■ WHAT YOU NEED TO DO ■
Each line that includes "const" must be copied from the records.

■ GIVEN INFORMATION ■
::::

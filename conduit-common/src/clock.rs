//! Time source abstraction.
//!
//! Everything that schedules retries or ages out data reads the time through
//! [`Clock`], so tests can drive timing with [`ManualClock`] instead of
//! sleeping.

use std::{fmt::Debug, sync::Arc, time::Duration};

use chrono::{DateTime, TimeDelta, Utc};
use parking_lot::Mutex;

pub trait Clock: Debug + Send + Sync {
    fn now(&self) -> DateTime<Utc>;
}

/// Wall-clock time
#[derive(Debug, Default, Clone, Copy)]
pub struct SystemClock;

impl Clock for SystemClock {
    fn now(&self) -> DateTime<Utc> {
        Utc::now()
    }
}

/// A clock that only moves when told to.
///
/// Clones share the same underlying time.
#[derive(Debug, Clone)]
pub struct ManualClock {
    now: Arc<Mutex<DateTime<Utc>>>,
}

impl Default for ManualClock {
    fn default() -> Self {
        Self::new(Utc::now())
    }
}

impl ManualClock {
    #[must_use]
    pub fn new(start: DateTime<Utc>) -> Self {
        Self {
            now: Arc::new(Mutex::new(start)),
        }
    }

    /// Move the clock forward by `by`
    pub fn advance(&self, by: Duration) {
        let mut now = self.now.lock();
        *now = after(*now, by);
    }

    pub fn set(&self, to: DateTime<Utc>) {
        *self.now.lock() = to;
    }
}

impl Clock for ManualClock {
    fn now(&self) -> DateTime<Utc> {
        *self.now.lock()
    }
}

/// `at + delay`, saturating at the latest representable time.
#[must_use]
pub fn after(at: DateTime<Utc>, delay: Duration) -> DateTime<Utc> {
    TimeDelta::from_std(delay)
        .ok()
        .and_then(|delta| at.checked_add_signed(delta))
        .unwrap_or(DateTime::<Utc>::MAX_UTC)
}

/// Time elapsed from `earlier` to `later`, zero if `later` is not after `earlier`.
#[must_use]
pub fn elapsed(earlier: DateTime<Utc>, later: DateTime<Utc>) -> Duration {
    (later - earlier).to_std().unwrap_or_default()
}
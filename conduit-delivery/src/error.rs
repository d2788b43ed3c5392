//! Typed error handling for delivery operations.
//!
//! Failures are split by class so the send log can record whether retrying
//! could plausibly help:
//! - Transient failures (timeouts, network errors, API 5xx and 429)
//! - Permanent failures (rejected credentials, rejected requests, failed operations)
//!
//! The retry policy itself treats both classes the same way.

use std::time::Duration;

use thiserror::Error;

/// Top-level delivery error type.
#[derive(Debug, Error)]
pub enum DeliveryError {
    /// Failure that may succeed on a later attempt.
    #[error("Temporary failure: {0}")]
    Transient(#[from] TransientError),

    /// Failure that is not expected to succeed on a later attempt.
    #[error("Permanent failure: {0}")]
    Permanent(#[from] PermanentError),
}

#[derive(Debug, Error)]
pub enum TransientError {
    /// The send did not finish within the send timeout.
    #[error("Send timed out after {}s", .0.as_secs())]
    Timeout(Duration),

    /// The API could not be reached.
    #[error("Connection failed: {0}")]
    Connection(String),

    /// The API answered with a server error.
    #[error("Server error {status}: {message}")]
    Server { status: u16, message: String },

    /// The API asked us to slow down.
    #[error("Rate limited: {0}")]
    RateLimited(String),
}

#[derive(Debug, Error)]
pub enum PermanentError {
    /// Credentials were rejected or a token could not be obtained.
    #[error("Authentication failed: {0}")]
    Authentication(String),

    /// The API rejected the request itself.
    #[error("Request rejected {status}: {message}")]
    Rejected { status: u16, message: String },

    /// The send operation reached a terminal non-success status.
    #[error("Send operation {status}: {message}")]
    OperationFailed { status: String, message: String },

    /// The stored message could not be turned into an API request.
    #[error("Invalid message: {0}")]
    InvalidMessage(String),
}

/// Errors raised by the email API client.
#[derive(Debug, Error)]
pub enum ApiError {
    #[error("HTTP error: {0}")]
    Http(#[from] reqwest::Error),

    #[error("Unexpected response {status}: {body}")]
    Status { status: u16, body: String },

    #[error("Invalid access key: {0}")]
    InvalidKey(String),

    #[error("Token request failed: {0}")]
    Token(String),

    #[error("Operation {status}: {message}")]
    Operation { status: String, message: String },

    #[error("Unable to build message payload: {0}")]
    Payload(String),
}

/// Whether a failure was transient or permanent in class, as recorded in the
/// send log.
#[derive(Debug, Clone, Copy, PartialEq, Eq, Hash)]
pub enum ErrorClass {
    Transient,
    Permanent,
}

impl DeliveryError {
    /// Returns `true` if this error is transient.
    #[must_use]
    pub const fn is_transient(&self) -> bool {
        matches!(self, Self::Transient(_))
    }

    /// Returns `true` if this error is permanent.
    #[must_use]
    pub const fn is_permanent(&self) -> bool {
        matches!(self, Self::Permanent(_))
    }

    #[must_use]
    pub const fn class(&self) -> ErrorClass {
        match self {
            Self::Transient(_) => ErrorClass::Transient,
            Self::Permanent(_) => ErrorClass::Permanent,
        }
    }
}

/// Classify API failures.
///
/// - Network level errors, 408, 429 and 5xx are transient
/// - 401 and 403, and token failures, are authentication failures
/// - Any other 4xx is a rejection of the request
/// - A failed or cancelled send operation is permanent
impl From<ApiError> for DeliveryError {
    fn from(error: ApiError) -> Self {
        match error {
            ApiError::Http(err) if err.is_builder() => {
                Self::Permanent(PermanentError::InvalidMessage(err.to_string()))
            }
            ApiError::Http(err) => Self::Transient(TransientError::Connection(err.to_string())),
            ApiError::Status { status: 429, body } => {
                Self::Transient(TransientError::RateLimited(body))
            }
            ApiError::Status { status, body } if status == 408 || status >= 500 => {
                Self::Transient(TransientError::Server {
                    status,
                    message: body,
                })
            }
            ApiError::Status {
                status: 401 | 403,
                body,
            } => Self::Permanent(PermanentError::Authentication(body)),
            ApiError::Status { status, body } => Self::Permanent(PermanentError::Rejected {
                status,
                message: body,
            }),
            ApiError::InvalidKey(msg) | ApiError::Token(msg) => {
                Self::Permanent(PermanentError::Authentication(msg))
            }
            ApiError::Operation { status, message } => {
                Self::Permanent(PermanentError::OperationFailed { status, message })
            }
            ApiError::Payload(msg) => Self::Permanent(PermanentError::InvalidMessage(msg)),
        }
    }
}
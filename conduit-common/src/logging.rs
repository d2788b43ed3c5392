use std::str::FromStr;

use tracing::metadata::LevelFilter;
use tracing_subscriber::{
    Layer, filter::FilterFn, prelude::__tracing_subscriber_SubscriberExt, util::SubscriberInitExt,
};

#[macro_export]
macro_rules! log {
    ($level:expr, $span:expr, $($msg:tt)*) => {{
        let span = $crate::tracing::span!($level, $span);
        let _enter = span.enter();

        $crate::tracing::event!($level, $($msg)*)
    }};
}

/// Traffic written to an SMTP client
#[macro_export]
macro_rules! outgoing {
    (level = $level:ident, $($msg:tt)*) => {
        $crate::log!($crate::tracing::Level::$level, "outgoing", $($msg)*)
    };

    ($($msg:tt)*) => {
        $crate::outgoing!(level = TRACE, $($msg)*)
    };
}

/// Traffic read from an SMTP client
#[macro_export]
macro_rules! incoming {
    (level = $level:ident, $($msg:tt)*) => {
        $crate::log!($crate::tracing::Level::$level, "incoming", $($msg)*)
    };

    ($($msg:tt)*) => {
        $crate::incoming!(level = TRACE, $($msg)*)
    };
}

#[macro_export]
macro_rules! internal {
    (level = $level:ident, $($msg:tt)*) => {
        $crate::log!($crate::tracing::Level::$level, "internal", $($msg)*)
    };

    ($($msg:tt)*) => {
        $crate::internal!(level = TRACE, $($msg)*)
    };
}

/// Parse a level name as accepted in the configuration file.
///
/// Besides the `tracing` names this accepts `warning` and `critical`, which
/// older relay configurations use.
pub fn parse_level(level: &str) -> Option<LevelFilter> {
    match level.to_ascii_lowercase().as_str() {
        "warning" => Some(LevelFilter::WARN),
        "critical" => Some(LevelFilter::ERROR),
        other => LevelFilter::from_str(other).ok(),
    }
}

/// Install the global subscriber.
///
/// The configured level wins, then `LOG_LEVEL`, then a build-dependent default.
/// Returns whether the subscriber was installed. A subscriber that is
/// already in place is kept and the failure reported on stderr.
pub fn init(configured: Option<LevelFilter>) -> bool {
    let default = if cfg!(debug_assertions) {
        LevelFilter::TRACE
    } else {
        LevelFilter::INFO
    };

    let level = configured.unwrap_or_else(|| {
        std::env::var("LOG_LEVEL").map_or(default, |level| {
            parse_level(&level).unwrap_or_else(|| {
                eprintln!("Invalid log level specified {level}, defaulting to {default}");
                default
            })
        })
    });

    let installed = tracing_subscriber::Registry::default()
        .with(
            tracing_subscriber::fmt::layer()
                .with_file(false)
                .with_line_number(false)
                .compact()
                .with_ansi(true)
                .with_timer(tracing_subscriber::fmt::time::ChronoUtc::rfc_3339())
                .with_filter(level)
                .with_filter(FilterFn::new(|metadata| {
                    metadata.target().starts_with("conduit")
                })),
        )
        .try_init();

    if let Err(err) = &installed {
        eprintln!("Unable to install log subscriber: {err}");
    }

    installed.is_ok()
}

#[cfg(test)]
mod tests {
    use super::*;

    #[test]
    fn accepts_legacy_level_names() {
        assert_eq!(parse_level("WARNING"), Some(LevelFilter::WARN));
        assert_eq!(parse_level("critical"), Some(LevelFilter::ERROR));
        assert_eq!(parse_level("debug"), Some(LevelFilter::DEBUG));
        assert_eq!(parse_level("Info"), Some(LevelFilter::INFO));
        assert_eq!(parse_level("loud"), None);
    }

    #[test]
    fn second_init_keeps_the_first_subscriber() {
        init(Some(LevelFilter::INFO));

        assert!(!init(Some(LevelFilter::DEBUG)));
    }
}
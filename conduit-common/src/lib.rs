pub mod clock;
pub mod config;
pub mod envelope;
pub mod error;
pub mod logging;
pub mod status;

pub use tracing;

/// Lifecycle signal broadcast by the supervisor to every running task.
#[derive(Debug, Clone, Copy, PartialEq, Eq)]
pub enum Signal {
    Shutdown,
}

::::

■ WRITTEN SOLUTION ■
    pub const fn is_transient(&self) -> bool {
    pub const fn is_permanent(&self) -> bool {
    pub const fn class(&self) -> ErrorClass {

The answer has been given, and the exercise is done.